For instance, to meet a policy requirement. If your research is funded, you should check the policy requirements of your funder. For example, the Wellcome Trust includes software alongside data in its Data, software and materials management and sharing policy.


Does the software you develop have commercial potential?
You should consult with the Commercialisation team before you publish (and licence) software.


Do you own all aspects of the software source code and do you have the right to publish it?
If the answer is no, you must obtain permission from the owner(s) of the software before you can publish (and licence) it. If you are unsure click on the Ownership and rights tab and read the guidance provided on this page, which points to the University's guidance and policy on intellectual property.


Have you identified an appropriate licence for your published software?
If you haven't, click on the Licensing tab and read the guidance provided on this page; and if necessary contact either the Open Research team (non-commercial enquiries) or the Commercialisation team (commercial enquiries) if you have any further questions about protecting and licensing your software.
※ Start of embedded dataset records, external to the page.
//! The bar-by-bar orchestration loop (§5): BAR -> AGGREGATE -> MARKET STATE
//! -> PATTERNS -> PLAYBOOK -> SETUP -> RISK -> EXECUTION, run once per
//! replay row in strict chronological (ties broken alphabetically) order.

use std::collections::BTreeMap;

use dexterio_aggregator::TimeframeAggregator;
use dexterio_config::playbook::PlaybookCatalog;
use dexterio_config::run_config::RunConfig;
use dexterio_execution::config::ExecutionConfig;
use dexterio_execution::position::{apply_tp1_partial, close_position, decide_exit, open_position, ExitDecision};
use dexterio_ledger::{build_report, Ledger};
use dexterio_market::MarketStateEngine;
use dexterio_playbook::evaluate_bar;
use dexterio_risk::config::RiskConfig;
use dexterio_risk::engine::{
    admit, clear_expired_cooldown, record_admission, roll_day_if_needed, update_after_trade, AdmissionDecision,
};
use dexterio_schemas::{Direction, EngineError, ExitReason, PlaybookEvaluation, Position, RiskState, Setup, Timeframe};

use crate::merge::{build_replay_stream, ReplayBar};
use crate::patterns::PatternCache;
use crate::types::{BacktestReport, DebugCounts, StopReason};

/// Volatility-floor ATR uses H1 candles (§2 supplemented detail): distinct
/// from M5 (pattern detection) and D1/H4 (structure/bias), and long enough
/// to smooth 1m noise out of the floor check.
const HTF_ATR_TIMEFRAME: Timeframe = Timeframe::H1;
const ATR_PERIOD: usize = 14;
/// No separate config field for equal-level tolerance; reusing the sweep
/// tick threshold keeps both "how far counts as touching a level" checks in
/// lockstep (§2 supplemented detail).
fn equal_level_tolerance_ticks(config: &RunConfig) -> u32 {
    config.sweep_tick_threshold
}

#[derive(Debug)]
pub struct BacktestEngine {
    config: RunConfig,
    catalog: PlaybookCatalog,
    aggregator: TimeframeAggregator,
    market_engine: MarketStateEngine,
    pattern_cache: PatternCache,
    last_patterns: BTreeMap<String, dexterio_schemas::PatternSet>,
    execution_config: ExecutionConfig,
    risk_config: RiskConfig,
    risk_state: RiskState,
    open_positions: BTreeMap<String, Position>,
    pending_entries: BTreeMap<String, (Setup, AdmissionDecision)>,
    ledger: Ledger,
    debug_counts: DebugCounts,
    warmup_marked: bool,
}

impl BacktestEngine {
    pub fn new(config: &RunConfig, catalog: &PlaybookCatalog) -> Result<Self, EngineError> {
        config.validate().map_err(|e| EngineError::Config(e.to_string()))?;

        let risk_config = RiskConfig::from_run_config(config);
        let risk_state = RiskState::new(config.trading_mode, config.initial_capital, config.base_risk_pct);
        let execution_config = ExecutionConfig::from_run_config(config);

        Ok(Self {
            config: config.clone(),
            catalog: catalog.clone(),
            aggregator: TimeframeAggregator::new(),
            market_engine: MarketStateEngine::new(),
            pattern_cache: PatternCache::new(),
            last_patterns: BTreeMap::new(),
            execution_config,
            risk_config,
            risk_state,
            open_positions: BTreeMap::new(),
            pending_entries: BTreeMap::new(),
            ledger: Ledger::new(),
            debug_counts: DebugCounts::default(),
            warmup_marked: false,
        })
    }

    /// Runs every bar in the replay stream, checking `poll` for a
    /// cancel/timeout request between bars (§5). Always returns `Ok`: an
    /// early stop is reported via `BacktestReport::stop_reason`, not an
    /// `Err`, so whatever was simulated up to that point is preserved.
    pub fn run(&mut self, poll: &mut dyn FnMut() -> Option<StopReason>) -> Result<BacktestReport, EngineError> {
        let mut stop_reason = poll();

        if stop_reason.is_none() {
            let stream = build_replay_stream(&self.config)?;
            for row in &stream {
                if let Some(reason) = poll() {
                    stop_reason = Some(reason);
                    break;
                }
                self.process_row(row)?;
            }
        }

        Ok(self.build_report(stop_reason))
    }

    fn process_row(&mut self, row: &ReplayBar) -> Result<(), EngineError> {
        let ts = row.bar.ts;
        roll_day_if_needed(&mut self.risk_state, ts);
        clear_expired_cooldown(&mut self.risk_state, ts);

        self.aggregator.ingest(&row.symbol, row.bar);

        if !row.scored {
            self.debug_counts.warmup_bars_fed += 1;
            return Ok(());
        }
        if !self.warmup_marked {
            self.aggregator.mark_warmup_complete();
            self.warmup_marked = true;
        }
        self.debug_counts.scored_bars_processed += 1;

        self.fill_pending_entry(&row.symbol, ts, row.bar.open);

        let agg = self
            .aggregator
            .symbol(&row.symbol)
            .expect("symbol was just ingested above");

        let todays_patterns = self.last_patterns.get(&row.symbol).cloned().unwrap_or_default();
        let market_state = self.market_engine.derive(
            &row.symbol,
            agg,
            ts,
            &todays_patterns,
            self.config.tick_size,
            self.config.sweep_tick_threshold,
            equal_level_tolerance_ticks(&self.config),
        );

        let patterns = self.pattern_cache.today(
            &row.symbol,
            agg,
            ts,
            &market_state.liquidity_levels,
            self.config.tick_size,
            self.config.sweep_tick_threshold,
            equal_level_tolerance_ticks(&self.config),
        );
        self.last_patterns.insert(row.symbol.clone(), patterns.clone());

        self.handle_exit(&row.symbol, &row.bar, &market_state);

        let agg = self
            .aggregator
            .symbol(&row.symbol)
            .expect("symbol was just ingested above");
        let htf_candles = agg.window(HTF_ATR_TIMEFRAME).as_slice();
        let open_positions = &self.open_positions;
        let symbol = row.symbol.clone();
        let (evaluations, setup) = evaluate_bar(
            &self.catalog,
            &market_state,
            &patterns,
            &htf_candles,
            ATR_PERIOD,
            self.config.trading_mode,
            &row.symbol,
            ts,
            row.bar.close,
            self.config.tick_size,
            |dir: Direction| open_positions.get(&symbol).map(|p| p.direction == dir).unwrap_or(false),
        );

        for evaluation in &evaluations {
            if let PlaybookEvaluation::Rejected(rejection) = evaluation {
                self.debug_counts.playbook_rejections.record(rejection.reason);
            }
        }

        if let Some(setup) = setup {
            self.debug_counts.setups_synthesized += 1;
            self.try_admit(setup, ts);
        }

        self.ledger
            .record_equity_point(ts, self.risk_state.account_balance, self.risk_state.run_pnl_r);

        Ok(())
    }

    fn fill_pending_entry(&mut self, symbol: &str, ts: chrono::DateTime<chrono::Utc>, open_price: f64) {
        if let Some((setup, decision)) = self.pending_entries.remove(symbol) {
            let position = open_position(&self.execution_config, &setup, decision.shares, open_price, ts);
            self.open_positions.insert(symbol.to_string(), position);
            self.debug_counts.trades_opened += 1;
        }
    }

    fn handle_exit(&mut self, symbol: &str, bar: &dexterio_schemas::Bar, market_state: &dexterio_schemas::MarketState) {
        let Some(position) = self.open_positions.get_mut(symbol) else { return };
        let decision = decide_exit(position, bar, market_state.session, &self.execution_config);

        match decision {
            ExitDecision::None => {}
            ExitDecision::Tp1Partial => apply_tp1_partial(position, &self.execution_config, bar.ts),
            ExitDecision::Stop | ExitDecision::Tp2 | ExitDecision::TimeStop | ExitDecision::SessionClose => {
                let (exit_price, reason) = match decision {
                    ExitDecision::Stop => (position.stop, ExitReason::Stop),
                    ExitDecision::Tp2 => (position.tp2, ExitReason::Tp2),
                    ExitDecision::TimeStop => (bar.close, ExitReason::TimeStop),
                    ExitDecision::SessionClose => (bar.close, ExitReason::SessionClose),
                    _ => unreachable!(),
                };
                let trade = close_position(
                    position,
                    &self.execution_config,
                    exit_price,
                    bar.ts,
                    reason,
                    market_state.bias,
                    market_state.day_type,
                    market_state.session,
                    self.config.initial_capital,
                    self.config.base_risk_pct,
                );
                update_after_trade(&self.risk_config, &mut self.risk_state, &trade);
                self.ledger.append_trade(trade);
                self.open_positions.remove(symbol);
                self.debug_counts.trades_closed += 1;
            }
        }
    }

    fn try_admit(&mut self, setup: Setup, ts: chrono::DateTime<chrono::Utc>) {
        let concurrent = self.open_positions.contains_key(&setup.symbol) || self.pending_entries.contains_key(&setup.symbol);
        match admit(
            &self.risk_config,
            &self.risk_state,
            &setup,
            self.config.trading_mode,
            self.config.spread_bps,
            concurrent,
            ts,
        ) {
            Ok(decision) => {
                record_admission(&mut self.risk_state, setup.trade_type, setup.session);
                self.pending_entries.insert(setup.symbol.clone(), (setup, decision));
            }
            Err(reason) => self.debug_counts.admission_rejections.record(reason),
        }
    }

    fn build_report(&self, stop_reason: Option<StopReason>) -> BacktestReport {
        let report = build_report(&self.ledger);
        BacktestReport {
            report,
            trades: self.ledger.trades().to_vec(),
            equity_curve: self.ledger.equity_curve().to_vec(),
            final_risk_state: self.risk_state.clone(),
            debug_counts: self.debug_counts,
            stop_reason,
        }
    }
}
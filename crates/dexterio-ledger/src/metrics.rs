use dexterio_schemas::{Outcome, TradeResult};
use serde::{Deserialize, Serialize};

/// Locked-formula aggregate over a slice of closed trades (§4.8), computed
/// on either net or gross R depending on the caller.
#[derive(Debug, Clone, Copy, PartialEq, Serialize, Deserialize)]
pub struct Metrics {
    pub trade_count: usize,
    pub profit_factor: f64,
    pub expectancy_r: f64,
    pub max_drawdown_r: f64,
    pub winrate: f64,
}

/// The same aggregate computed once on net R and once on gross R — the
/// default reporting surface is `net`, `gross` is always emitted alongside.
#[derive(Debug, Clone, Copy, PartialEq, Serialize, Deserialize)]
pub struct DualMetrics {
    pub net: Metrics,
    pub gross: Metrics,
}

fn r_value(trade: &TradeResult, net: bool) -> f64 {
    if net {
        trade.pnl_net_r
    } else {
        trade.pnl_gross_r
    }
}

/// Peak-to-trough drawdown over the cumulative-R walk formed by appending
/// trades in order — the trade-level equivalent of `Ledger::max_drawdown_r`,
/// used where only a slice of trades (not the full bar-level equity curve)
/// is available.
fn max_drawdown_over_sequence(rs: &[f64]) -> f64 {
    let mut cumulative = 0.0_f64;
    let mut peak = 0.0_f64;
    let mut max_dd = 0.0_f64;
    for &r in rs {
        cumulative += r;
        peak = peak.max(cumulative);
        max_dd = max_dd.max(peak - cumulative);
    }
    max_dd
}

pub fn compute_metrics(trades: &[TradeResult], net: bool) -> Metrics {
    let rs: Vec<f64> = trades.iter().map(|t| r_value(t, net)).collect();

    let gross_win: f64 = rs.iter().filter(|&&r| r > 0.0).sum();
    let gross_loss: f64 = rs.iter().filter(|&&r| r < 0.0).map(|r| r.abs()).sum();
    let profit_factor = if gross_loss == 0.0 {
        if gross_win > 0.0 {
            f64::INFINITY
        } else {
            f64::NAN
        }
    } else {
        gross_win / gross_loss
    };

    let expectancy_r = if rs.is_empty() { 0.0 } else { rs.iter().sum::<f64>() / rs.len() as f64 };

    let wins = trades.iter().filter(|t| t.outcome == Outcome::Win).count();
    let losses = trades.iter().filter(|t| t.outcome == Outcome::Loss).count();
    let winrate = if wins + losses == 0 { 0.0 } else { wins as f64 / (wins + losses) as f64 };

    Metrics {
        trade_count: trades.len(),
        profit_factor,
        expectancy_r,
        max_drawdown_r: max_drawdown_over_sequence(&rs),
        winrate,
    }
}

pub fn compute_dual_metrics(trades: &[TradeResult]) -> DualMetrics {
    DualMetrics {
        net: compute_metrics(trades, true),
        gross: compute_metrics(trades, false),
    }
}
//! dexterio-runner
//!
//! The Job Runner (§4.9): a single-concurrency, process-local executor that
//! wraps repeated `dexterio_backtest` runs behind a stable job directory
//! layout and a six-verb control surface (submit/status/log/download/list/
//! reset_stale). The HTTP transport a caller might put in front of this is
//! explicitly out of scope (§0 Non-goals) — everything here is a plain
//! library call.

pub mod job;
pub mod state;
pub mod worker;

pub use job::{ConfigSummary, JobError, JobListEntry, JobRecord, JobStatus};
pub use state::JobRunner;

#[cfg(test)]
mod tests {
    use super::*;
    use std::collections::BTreeSet;
    use std::path::PathBuf;
    use std::time::Duration;

    use arrow::array::{Float64Array, TimestampMicrosecondArray};
    use arrow::datatypes::{DataType, Field, Schema, TimeUnit};
    use arrow::record_batch::RecordBatch;
    use chrono::{NaiveDate, TimeZone, Utc};
    use parquet::arrow::arrow_writer::ArrowWriter;
    use std::fs::File;
    use std::sync::Arc;

    use dexterio_config::playbook::{MinuteWindow, Playbook, PlaybookCatalog, ScoringWeights};
    use dexterio_config::RunConfig;
    use dexterio_schemas::{CommissionModel, SlippageModel, SpreadModel, TradeType, TradingMode};

    fn write_bars(path: &std::path::Path, day: u32, n: usize) {
        let schema = Arc::new(Schema::new(vec![
            Field::new("datetime", DataType::Timestamp(TimeUnit::Microsecond, Some(Arc::from("UTC"))), false),
            Field::new("open", DataType::Float64, false),
            Field::new("high", DataType::Float64, false),
            Field::new("low", DataType::Float64, false),
            Field::new("close", DataType::Float64, false),
            Field::new("volume", DataType::Float64, false),
        ]));

        let mut ts = Vec::new();
        let mut open = Vec::new();
        let mut high = Vec::new();
        let mut low = Vec::new();
        let mut close = Vec::new();
        let mut volume = Vec::new();
        let mut price = 450.0_f64;
        for i in 0..n {
            let minute = 30 + i as u32;
            let t = Utc.with_ymd_and_hms(2025, 8, day, 13 + minute / 60, minute % 60, 0).unwrap();
            ts.push(t.timestamp_micros());
            open.push(price);
            high.push(price + 0.3);
            low.push(price - 0.3);
            close.push(price + 0.05);
            volume.push(1_000.0);
            price += 0.02;
        }

        let batch = RecordBatch::try_new(
            schema.clone(),
            vec![
                Arc::new(TimestampMicrosecondArray::from(ts).with_timezone("UTC")),
                Arc::new(Float64Array::from(open)),
                Arc::new(Float64Array::from(high)),
                Arc::new(Float64Array::from(low)),
                Arc::new(Float64Array::from(close)),
                Arc::new(Float64Array::from(volume)),
            ],
        )
        .unwrap();

        let file = File::create(path).unwrap();
        let mut writer = ArrowWriter::try_new(file, schema, None).unwrap();
        writer.write(&batch).unwrap();
        writer.close().unwrap();
    }

    fn permissive_catalog() -> PlaybookCatalog {
        PlaybookCatalog {
            playbooks: vec![Playbook {
                name: "Any_Trend".into(),
                category: TradeType::Daily,
                structure_htf: BTreeSet::new(),
                session_allowed: BTreeSet::new(),
                day_type_allowed: BTreeSet::new(),
                required_ict_families: BTreeSet::new(),
                required_candlestick_families: BTreeSet::new(),
                time_windows: vec![MinuteWindow { start_minute: 0, end_minute: 1439 }],
                min_rr: 1.0,
                scoring_weights: ScoringWeights { w_ict: 0.34, w_pattern: 0.33, w_context: 0.33 },
                min_atr_floor: 0.0,
                min_score: 0.0,
            }],
            aggressive_bypasses: Default::default(),
            default_time_windows: vec![MinuteWindow { start_minute: 0, end_minute: 1439 }],
        }
    }

    fn config(data_root: &std::path::Path) -> RunConfig {
        RunConfig {
            run_name: "runner-smoke".into(),
            symbols: vec!["SPY".into()],
            data_root: data_root.to_path_buf(),
            start_date: NaiveDate::from_ymd_opt(2025, 8, 1).unwrap(),
            end_date: NaiveDate::from_ymd_opt(2025, 8, 1).unwrap(),
            htf_warmup_days: 0,
            trading_mode: TradingMode::Aggressive,
            trade_types: BTreeSet::from([TradeType::Daily]),
            initial_capital: 50_000.0,
            base_risk_pct: 0.02,
            reduced_risk_pct: 0.01,
            commission_model: CommissionModel::None,
            enable_reg_fees: false,
            slippage_model: SlippageModel::None,
            slippage_pct: 0.0,
            slippage_ticks: 0,
            spread_model: SpreadModel::None,
            spread_bps: 0.0,
            export_market_state: false,
            safe_allowlist: BTreeSet::new(),
            aggressive_allowlist: BTreeSet::new(),
            aggressive_denylist: BTreeSet::new(),
            stop_day_r: -4.0,
            stop_run_r: 20.0,
            consec_loss_cooldown_min: 30,
            tick_size: 0.01,
            sweep_tick_threshold: 2,
        }
    }

    #[test]
    fn submitted_job_reaches_a_terminal_state() {
        let results_dir = tempfile::tempdir().unwrap();
        let data_dir = tempfile::tempdir().unwrap();
        write_bars(&data_dir.path().join("SPY.parquet"), 1, 60);

        let runner = JobRunner::open(results_dir.path(), 1).unwrap();
        let job_id = runner.submit(config(data_dir.path()), permissive_catalog()).unwrap();

        let mut record = runner.status(job_id).unwrap();
        for _ in 0..200 {
            if record.status != JobStatus::Queued && record.status != JobStatus::Running {
                break;
            }
            std::thread::sleep(Duration::from_millis(10));
            record = runner.status(job_id).unwrap();
        }

        assert_eq!(record.status, JobStatus::Done);
        assert!(record.metrics.is_some());
        assert!(record.artifact_paths.is_some());

        let trades_bytes = runner.download(job_id, "trades.parquet").unwrap();
        assert!(!trades_bytes.is_empty());
    }

    #[test]
    fn invalid_config_is_rejected_by_submit_without_touching_disk() {
        let results_dir = tempfile::tempdir().unwrap();
        let runner = JobRunner::open(results_dir.path(), 1).unwrap();

        let mut bad = config(&PathBuf::from("unused"));
        bad.symbols.clear();

        assert!(runner.submit(bad, permissive_catalog()).is_err());
        assert!(runner.list(10).is_empty());
    }

    #[test]
    fn download_rejects_unknown_artifact_names() {
        let results_dir = tempfile::tempdir().unwrap();
        let data_dir = tempfile::tempdir().unwrap();
        write_bars(&data_dir.path().join("SPY.parquet"), 1, 10);

        let runner = JobRunner::open(results_dir.path(), 1).unwrap();
        let job_id = runner.submit(config(data_dir.path()), permissive_catalog()).unwrap();

        assert!(runner.download(job_id, "../../etc/passwd").is_err());
    }

    #[test]
    fn reset_stale_recovers_a_job_whose_record_was_left_running() {
        let results_dir = tempfile::tempdir().unwrap();
        let jobs_root = results_dir.path().join("jobs");
        std::fs::create_dir_all(&jobs_root).unwrap();

        let orphan_id = uuid::Uuid::new_v4();
        let orphan_dir = jobs_root.join(orphan_id.to_string());
        std::fs::create_dir_all(&orphan_dir).unwrap();
        let orphan_record = JobRecord {
            job_id: orphan_id,
            status: JobStatus::Running,
            progress: 0.4,
            created_at: Utc::now(),
            config_summary: ConfigSummary {
                run_name: "orphan".into(),
                symbols: vec!["SPY".into()],
                start_date: NaiveDate::from_ymd_opt(2025, 8, 1).unwrap(),
                end_date: NaiveDate::from_ymd_opt(2025, 8, 1).unwrap(),
                trading_mode: TradingMode::Safe,
            },
            metrics: None,
            artifact_paths: None,
            error: None,
        };
        let file = File::create(orphan_dir.join("job.json")).unwrap();
        serde_json::to_writer_pretty(file, &orphan_record).unwrap();

        // Opening a fresh runner against this results root rehydrates the
        // orphaned record and resets it before returning.
        let runner = JobRunner::open(results_dir.path(), 1).unwrap();
        let record = runner.status(orphan_id).unwrap();
        assert_eq!(record.status, JobStatus::Failed);
        assert_eq!(record.error.unwrap().kind, "WorkerLost");
    }
}
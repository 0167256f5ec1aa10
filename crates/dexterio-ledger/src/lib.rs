//! dexterio-ledger
//!
//! The ordered trade ledger and equity curve, plus the locked-formula
//! metrics computed over them (§4.8): profit_factor, expectancy_R,
//! max_drawdown_R, winrate, each reported on both net and gross R and
//! sliced per-playbook and per-day.

pub mod ledger;
pub mod metrics;
pub mod report;

pub use ledger::Ledger;
pub use metrics::{compute_dual_metrics, compute_metrics, DualMetrics, Metrics};
pub use report::{build_report, et_date, Report};
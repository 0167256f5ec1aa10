use serde::{Deserialize, Serialize};
use std::collections::{BTreeMap, BTreeSet};

use crate::market::Session;

#[derive(Debug, Clone, Copy, PartialEq, Eq, Serialize, Deserialize)]
pub enum TradingMode {
    Safe,
    Aggressive,
}

#[derive(Debug, Clone, Copy, PartialEq, Eq, Serialize, Deserialize)]
pub enum RiskTier {
    Base,
    Reduced,
}

/// The base/reduced alternation driven by the previous trade's outcome.
#[derive(Debug, Clone, Copy, PartialEq, Eq, Serialize, Deserialize)]
pub enum TwoTierState {
    T1Pending,
    T1WinSeekingT2,
    CooldownLoss,
    CooldownDay,
}

/// Closed taxonomy of reasons the risk engine refused to admit a setup.
/// Not an error: recovered locally and counted in instrumentation.
#[derive(Debug, Clone, Copy, PartialEq, Eq, Serialize, Deserialize)]
pub enum AdmissionRejectReason {
    SizeZero,
    ModeNotInAllowlist,
    KillSwitched,
    DailyCapReached,
    SessionCapReached,
    CircuitStopDay,
    CircuitStopRun,
    CooldownLossActive,
    ConcurrentPositionSameSymbol,
    SpreadTooWide,
}

/// Mutable cross-component state owned exclusively by the simulation task.
/// Mutated only by `update_after_trade` and the daily-reset transition.
#[derive(Debug, Clone, Serialize, Deserialize)]
pub struct RiskState {
    pub mode: TradingMode,
    pub account_balance: f64,
    pub peak_balance: f64,
    pub current_risk_pct: f64,
    pub risk_tier: RiskTier,
    pub daily_pnl_r: f64,
    pub daily_pnl_dollars: f64,
    /// Cumulative realized R across the whole run; never reset by the daily
    /// rollover. Backs the run drawdown circuit breaker.
    pub run_pnl_r: f64,
    pub peak_run_pnl_r: f64,
    pub daily_trades_daily_type: u32,
    pub daily_trades_scalp_type: u32,
    /// Trades admitted so far today, keyed by the session active at
    /// admission time. Backs the per-session cap guardrail.
    pub daily_trades_by_session: BTreeMap<Session, u32>,
    pub consecutive_losses: u32,
    pub trading_allowed: bool,
    /// Set by the run drawdown circuit breaker. Unlike the daily loss
    /// breaker, this is never cleared by the daily reset.
    pub run_halted: bool,
    pub freeze_reason: Option<String>,
    pub cooldown_until: Option<chrono::DateTime<chrono::Utc>>,
    pub kill_switched_playbooks: BTreeSet<String>,
    pub two_tier_state: TwoTierState,
    pub current_day_id: Option<chrono::NaiveDate>,
    /// Rolling closed-trade history per playbook, most-recent last, capped at
    /// 30 entries, used for the profit-factor kill-switch.
    pub playbook_recent_r: BTreeMap<String, Vec<f64>>,
}

impl RiskState {
    pub fn new(mode: TradingMode, initial_capital: f64, base_risk_pct: f64) -> Self {
        Self {
            mode,
            account_balance: initial_capital,
            peak_balance: initial_capital,
            current_risk_pct: base_risk_pct,
            risk_tier: RiskTier::Base,
            daily_pnl_r: 0.0,
            daily_pnl_dollars: 0.0,
            run_pnl_r: 0.0,
            peak_run_pnl_r: 0.0,
            daily_trades_daily_type: 0,
            daily_trades_scalp_type: 0,
            daily_trades_by_session: BTreeMap::new(),
            consecutive_losses: 0,
            trading_allowed: true,
            run_halted: false,
            freeze_reason: None,
            cooldown_until: None,
            kill_switched_playbooks: BTreeSet::new(),
            two_tier_state: TwoTierState::T1Pending,
            current_day_id: None,
            playbook_recent_r: BTreeMap::new(),
        }
    }

    pub fn daily_trades_total(&self) -> u32 {
        self.daily_trades_daily_type + self.daily_trades_scalp_type
    }
}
Is your software ready to publish?
You should ensure that your software is clearly and consistently formatted, organised and documented, and is packaged with everything necessary to enable others to read and execute it.


The Software Sustainability Institute lays out the importance of archiving software in its briefing paper Digital preservation and curation - the danger of overlooking software.

Software Sustainability Institute logo

The Software Sustainability Institute was founded in 2010 as the first organisation in the world dedicated to improving software in research.

The Institute provides guidance and resources to assist with the development, management and publication of research software, including guides for researchers and guides for developers.

University support

Research Coding Club

The Research Coding Club is an informal group for people who work with research software. The Club meets every two weeks offering drop-in code clinics and seminars. You can subscribe to the Club's mailing list and a Slack channel to get help and advice.


Research Software Engineers

IT Services' Research Software Engineers offer specialised software support and expertise to academics. Additional guidance on facilities, support and training can be found on the Research Computing Support wiki pages.

Society of Research Software Engineering

If you regularly develop research software you may wish to consider joining the Society of Research Software Engineering.

The term 'software' is used throughout this page and represents both software and computer code.